* EXERCISE DIRECTIONS
The response should be an exact copy of every record.

* INPUT FOR THIS TASK

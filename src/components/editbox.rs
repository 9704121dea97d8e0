use log::{debug, info};

use crate::common::command::By;
use crate::common::keys::TypingData;
use crate::component::Component;
use crate::error::{ErrorCode, WebDriverError, WebDriverResult};
use crate::rs::xpath;
use crate::session::WebDriverSession;
use crate::webdrivercommands::WebDriverCommands;
use crate::webelement::WebElement;

pub const LIBRARY_NAME: &str = "EditBox";
/// Times the text is typed again after a failed verification.
pub const DEFAULT_MAX_RETRY_ENTER: usize = 5;

/// Text inputs and text areas whose placeholder or content is `label`.
pub fn find_text_fields<'a>(session: &'a WebDriverSession, label: &str) -> WebDriverResult<Vec<WebElement<'a>>> {
    let quoted = xpath::quote(label);
    let query = [
        format!("//textarea[@placeholder={}]", quoted),
        format!("//input[@placeholder={}]", quoted),
        format!("//*[@aria-placeholder={}]", quoted),
        format!("//textarea[.={}]", quoted),
        format!("//input[.={}]", quoted),
    ]
    .join(xpath::REGEX_OR);
    let found = session.find_elements(By::XPath(&query))?;
    info!("got {} text input elements with placeholder-text or with text '{}'", found.len(), label);
    Ok(found)
}

/// A text box.
///
/// Text is either typed as plain characters or as keystrokes such as
/// `^a{Delete}Hello{Enter}`. The box is emptied first either way, and text
/// that fails verification is typed again up to `max_retry` times.
#[derive(Debug)]
pub struct EditBox<'a> {
    component: Component<'a>,
    max_retry: usize,
}

impl<'a> EditBox<'a> {
    pub fn new(element: WebElement<'a>) -> WebDriverResult<Self> {
        Ok(Self::from_component(Component::new(element)?))
    }

    pub fn from_component(component: Component<'a>) -> Self {
        EditBox {
            component,
            max_retry: DEFAULT_MAX_RETRY_ENTER,
        }
    }

    pub fn with_max_retry(mut self, max_retry: usize) -> Self {
        self.max_retry = max_retry;
        self
    }

    pub fn component(&self) -> &Component<'a> {
        &self.component
    }

    pub fn text(&self) -> String {
        self.component.value()
    }

    pub fn clear(&self) -> WebDriverResult<()> {
        self.component.clear_box(LIBRARY_NAME)
    }

    /// Replace the content with `text` typed character by character.
    pub fn set_text_characters(&self, text: &str, verify: bool) -> WebDriverResult<()> {
        self.set_text(text, verify, |c| c.input_chars(LIBRARY_NAME, text))
    }

    /// Replace the content with `keys`, special keys included. Keys that
    /// hold special keys such as `{Tab}` or `^a` are never verified, since
    /// the box cannot show them.
    pub fn set_text_value(&self, keys: &str, verify: bool) -> WebDriverResult<()> {
        let plain = TypingData::from_keystrokes(keys)? == TypingData::from(keys);
        if verify && !plain {
            debug!("Input text '{}' contains special keys, ignoring verification.", keys);
        }
        self.set_text(keys, verify && plain, |c| c.input_keys(LIBRARY_NAME, keys))
    }

    fn set_text<F>(&self, text: &str, verify: bool, enter: F) -> WebDriverResult<()>
    where
        F: Fn(&Component<'a>) -> WebDriverResult<()>,
    {
        self.clear()?;
        enter(&self.component)?;
        if !verify {
            return Ok(());
        }

        info!("Verifying the {} ...", LIBRARY_NAME);
        for _ in 0..self.max_retry {
            if self.component.verify_box(LIBRARY_NAME, text) {
                return Ok(());
            }
            debug!("retry to enter '{}'", text);
            self.clear()?;
            enter(&self.component)?;
        }
        self.verify_text(text)
    }

    pub fn verify_text(&self, expected: &str) -> WebDriverResult<()> {
        if self.component.verify_box(LIBRARY_NAME, expected) {
            return Ok(());
        }
        let msg = format!(
            "{} value '{}' does not match expected value '{}'",
            LIBRARY_NAME,
            self.text(),
            expected
        );
        debug!("{}", msg);
        Err(WebDriverError::widget(ErrorCode::VerificationFail, msg))
    }
}

#[cfg(test)]
mod tests {
    use super::*;
    use crate::common::command::RequestMethod;
    use crate::common::types::ElementId;
    use crate::http::mock_sync::{element_json, MockDriverSync};
    use serde_json::json;

    fn box_mock(values: Vec<serde_json::Value>) -> MockDriverSync {
        let mock = MockDriverSync::new();
        mock.on_request(RequestMethod::Get, "/element/eb/displayed", json!(true));
        mock.on_sequence(RequestMethod::Get, "/element/eb/property/value", values);
        mock
    }

    #[test]
    fn test_set_text_characters() {
        let mock = box_mock(vec![json!(""), json!("Hello")]);
        let session = mock.session();
        let editbox = EditBox::new(WebElement::new(&session, ElementId::from("eb"))).unwrap();
        editbox.set_text_characters("Hello", true).unwrap();

        assert_eq!(mock.requests_to(RequestMethod::Post, "/element/eb/clear").len(), 1);
        let typed = mock.requests_to(RequestMethod::Post, "/element/eb/value");
        assert_eq!(typed.last().unwrap().body.as_ref().unwrap()["text"], json!("Hello"));
    }

    #[test]
    fn test_verification_failure() {
        let mock = box_mock(vec![json!(""), json!("Hel")]);
        let session = mock.session();
        let editbox = EditBox::new(WebElement::new(&session, ElementId::from("eb"))).unwrap().with_max_retry(1);
        let err = editbox.set_text_characters("Hello", true).unwrap_err();
        assert_eq!(err.code(), Some(ErrorCode::VerificationFail));
        assert!(err.to_string().ends_with("EditBox value 'Hel' does not match expected value 'Hello'"));
        assert_eq!(mock.requests_to(RequestMethod::Post, "/element/eb/clear").len(), 2);
    }

    #[test]
    fn test_retypes_after_failed_verification() {
        // clear, verify, verify again, clear, verify
        let mock = box_mock(vec![json!(""), json!("Hel"), json!("Hel"), json!(""), json!("Hello")]);
        let session = mock.session();
        let editbox = EditBox::new(WebElement::new(&session, ElementId::from("eb"))).unwrap();
        editbox.set_text_value("Hello", true).unwrap();

        let typed = mock.requests_to(RequestMethod::Post, "/element/eb/value");
        let texts: Vec<_> = typed.iter().filter_map(|r| r.body.as_ref()).filter(|b| b["text"] == json!("Hello")).collect();
        assert_eq!(texts.len(), 2);
    }

    #[test]
    fn test_special_keys_skip_verification() {
        let mock = box_mock(vec![json!(""), json!("Hello")]);
        let session = mock.session();
        let editbox = EditBox::new(WebElement::new(&session, ElementId::from("eb"))).unwrap();
        editbox.set_text_value("Hello{Tab}", true).unwrap();

        assert_eq!(mock.requests_to(RequestMethod::Post, "/element/eb/clear").len(), 1);
    }

    #[test]
    fn test_find_text_fields_by_placeholder() {
        let mock = MockDriverSync::new();
        mock.on_request(RequestMethod::Post, "/elements", json!([element_json("name")]));
        let session = mock.session();
        let found = find_text_fields(&session, "Your name").unwrap();
        assert_eq!(found.len(), 1);
        let query = mock.requests_to(RequestMethod::Post, "/elements")[0].body.clone().unwrap();
        assert!(query["value"].as_str().unwrap().starts_with("//textarea[@placeholder='Your name']|//input"));
    }
}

* COMPLETED TASK
filename src/components/editbox.rs
repository 9704121dea97d8e0
use log::{debug, info};

use crate::common::command::By;
use crate::common::keys::TypingData;
use crate::component::Component;
use crate::error::{ErrorCode, WebDriverError, WebDriverResult};
use crate::rs::xpath;
use crate::session::WebDriverSession;
use crate::webdrivercommands::WebDriverCommands;
use crate::webelement::WebElement;

pub const LIBRARY_NAME: &str = "EditBox";
/// Times the text is typed again after a failed verification.
pub const DEFAULT_MAX_RETRY_ENTER: usize = 5;

/// Text inputs and text areas whose placeholder or content is `label`.
pub fn find_text_fields<'a>(session: &'a WebDriverSession, label: &str) -> WebDriverResult<Vec<WebElement<'a>>> {
    let quoted = xpath::quote(label);
    let query = [
        format!("//textarea[@placeholder={}]", quoted),
        format!("//input[@placeholder={}]", quoted),
        format!("//*[@aria-placeholder={}]", quoted),
        format!("//textarea[.={}]", quoted),
        format!("//input[.={}]", quoted),
    ]
    .join(xpath::REGEX_OR);
    let found = session.find_elements(By::XPath(&query))?;
    info!("got {} text input elements with placeholder-text or with text '{}'", found.len(), label);
    Ok(found)
}

/// A text box.
///
/// Text is either typed as plain characters or as keystrokes such as
/// `^a{Delete}Hello{Enter}`. The box is emptied first either way, and text
/// that fails verification is typed again up to `max_retry` times.
#[derive(Debug)]
pub struct EditBox<'a> {
    component: Component<'a>,
    max_retry: usize,
}

impl<'a> EditBox<'a> {
    pub fn new(element: WebElement<'a>) -> WebDriverResult<Self> {
        Ok(Self::from_component(Component::new(element)?))
    }

    pub fn from_component(component: Component<'a>) -> Self {
        EditBox {
            component,
            max_retry: DEFAULT_MAX_RETRY_ENTER,
        }
    }

    pub fn with_max_retry(mut self, max_retry: usize) -> Self {
        self.max_retry = max_retry;
        self
    }

    pub fn component(&self) -> &Component<'a> {
        &self.component
    }

    pub fn text(&self) -> String {
        self.component.value()
    }

    pub fn clear(&self) -> WebDriverResult<()> {
        self.component.clear_box(LIBRARY_NAME)
    }

    /// Replace the content with `text` typed character by character.
    pub fn set_text_characters(&self, text: &str, verify: bool) -> WebDriverResult<()> {
        self.set_text(text, verify, |c| c.input_chars(LIBRARY_NAME, text))
    }

    /// Replace the content with `keys`, special keys included. Keys that
    /// hold special keys such as `{Tab}` or `^a` are never verified, since
    /// the box cannot show them.
    pub fn set_text_value(&self, keys: &str, verify: bool) -> WebDriverResult<()> {
        let plain = TypingData::from_keystrokes(keys)? == TypingData::from(keys);
        if verify && !plain {
            debug!("Input text '{}' contains special keys, ignoring verification.", keys);
        }
        self.set_text(keys, verify && plain, |c| c.input_keys(LIBRARY_NAME, keys))
    }

    fn set_text<F>(&self, text: &str, verify: bool, enter: F) -> WebDriverResult<()>
    where
        F: Fn(&Component<'a>) -> WebDriverResult<()>,
    {
        self.clear()?;
        enter(&self.component)?;
        if !verify {
            return Ok(());
        }

        info!("Verifying the {} ...", LIBRARY_NAME);
        for _ in 0..self.max_retry {
            if self.component.verify_box(LIBRARY_NAME, text) {
                return Ok(());
            }
            debug!("retry to enter '{}'", text);
            self.clear()?;
            enter(&self.component)?;
        }
        self.verify_text(text)
    }

    pub fn verify_text(&self, expected: &str) -> WebDriverResult<()> {
        if self.component.verify_box(LIBRARY_NAME, expected) {
            return Ok(());
        }
        let msg = format!(
            "{} value '{}' does not match expected value '{}'",
            LIBRARY_NAME,
            self.text(),
            expected
        );
        debug!("{}", msg);
        Err(WebDriverError::widget(ErrorCode::VerificationFail, msg))
    }
}

#[cfg(test)]
mod tests {
    use super::*;
    use crate::common::command::RequestMethod;
    use crate::common::types::ElementId;
    use crate::http::mock_sync::{element_json, MockDriverSync};
    use serde_json::json;

    fn box_mock(values: Vec<serde_json::Value>) -> MockDriverSync {
        let mock = MockDriverSync::new();
        mock.on_request(RequestMethod::Get, "/element/eb/displayed", json!(true));
        mock.on_sequence(RequestMethod::Get, "/element/eb/property/value", values);
        mock
    }

    #[test]
    fn test_set_text_characters() {
        let mock = box_mock(vec![json!(""), json!("Hello")]);
        let session = mock.session();
        let editbox = EditBox::new(WebElement::new(&session, ElementId::from("eb"))).unwrap();
        editbox.set_text_characters("Hello", true).unwrap();

        assert_eq!(mock.requests_to(RequestMethod::Post, "/element/eb/clear").len(), 1);
        let typed = mock.requests_to(RequestMethod::Post, "/element/eb/value");
        assert_eq!(typed.last().unwrap().body.as_ref().unwrap()["text"], json!("Hello"));
    }

    #[test]
    fn test_verification_failure() {
        let mock = box_mock(vec![json!(""), json!("Hel")]);
        let session = mock.session();
        let editbox = EditBox::new(WebElement::new(&session, ElementId::from("eb"))).unwrap().with_max_retry(1);
        let err = editbox.set_text_characters("Hello", true).unwrap_err();
        assert_eq!(err.code(), Some(ErrorCode::VerificationFail));
        assert!(err.to_string().ends_with("EditBox value 'Hel' does not match expected value 'Hello'"));
        assert_eq!(mock.requests_to(RequestMethod::Post, "/element/eb/clear").len(), 2);
    }

    #[test]
    fn test_retypes_after_failed_verification() {
        // clear, verify, verify again, clear, verify
        let mock = box_mock(vec![json!(""), json!("Hel"), json!("Hel"), json!(""), json!("Hello")]);
        let session = mock.session();
        let editbox = EditBox::new(WebElement::new(&session, ElementId::from("eb"))).unwrap();
        editbox.set_text_value("Hello", true).unwrap();

        let typed = mock.requests_to(RequestMethod::Post, "/element/eb/value");
        let texts: Vec<_> = typed.iter().filter_map(|r| r.body.as_ref()).filter(|b| b["text"] == json!("Hello")).collect();
        assert_eq!(texts.len(), 2);
    }

    #[test]
    fn test_special_keys_skip_verification() {
        let mock = box_mock(vec![json!(""), json!("Hello")]);
        let session = mock.session();
        let editbox = EditBox::new(WebElement::new(&session, ElementId::from("eb"))).unwrap();
        editbox.set_text_value("Hello{Tab}", true).unwrap();

        assert_eq!(mock.requests_to(RequestMethod::Post, "/element/eb/clear").len(), 1);
    }

    #[test]
    fn test_find_text_fields_by_placeholder() {
        let mock = MockDriverSync::new();
        mock.on_request(RequestMethod::Post, "/elements", json!([element_json("name")]));
        let session = mock.session();
        let found = find_text_fields(&session, "Your name").unwrap();
        assert_eq!(found.len(), 1);
        let query = mock.requests_to(RequestMethod::Post, "/elements")[0].body.clone().unwrap();
        assert!(query["value"].as_str().unwrap().starts_with("//textarea[@placeholder='Your name']|//input"));
    }
}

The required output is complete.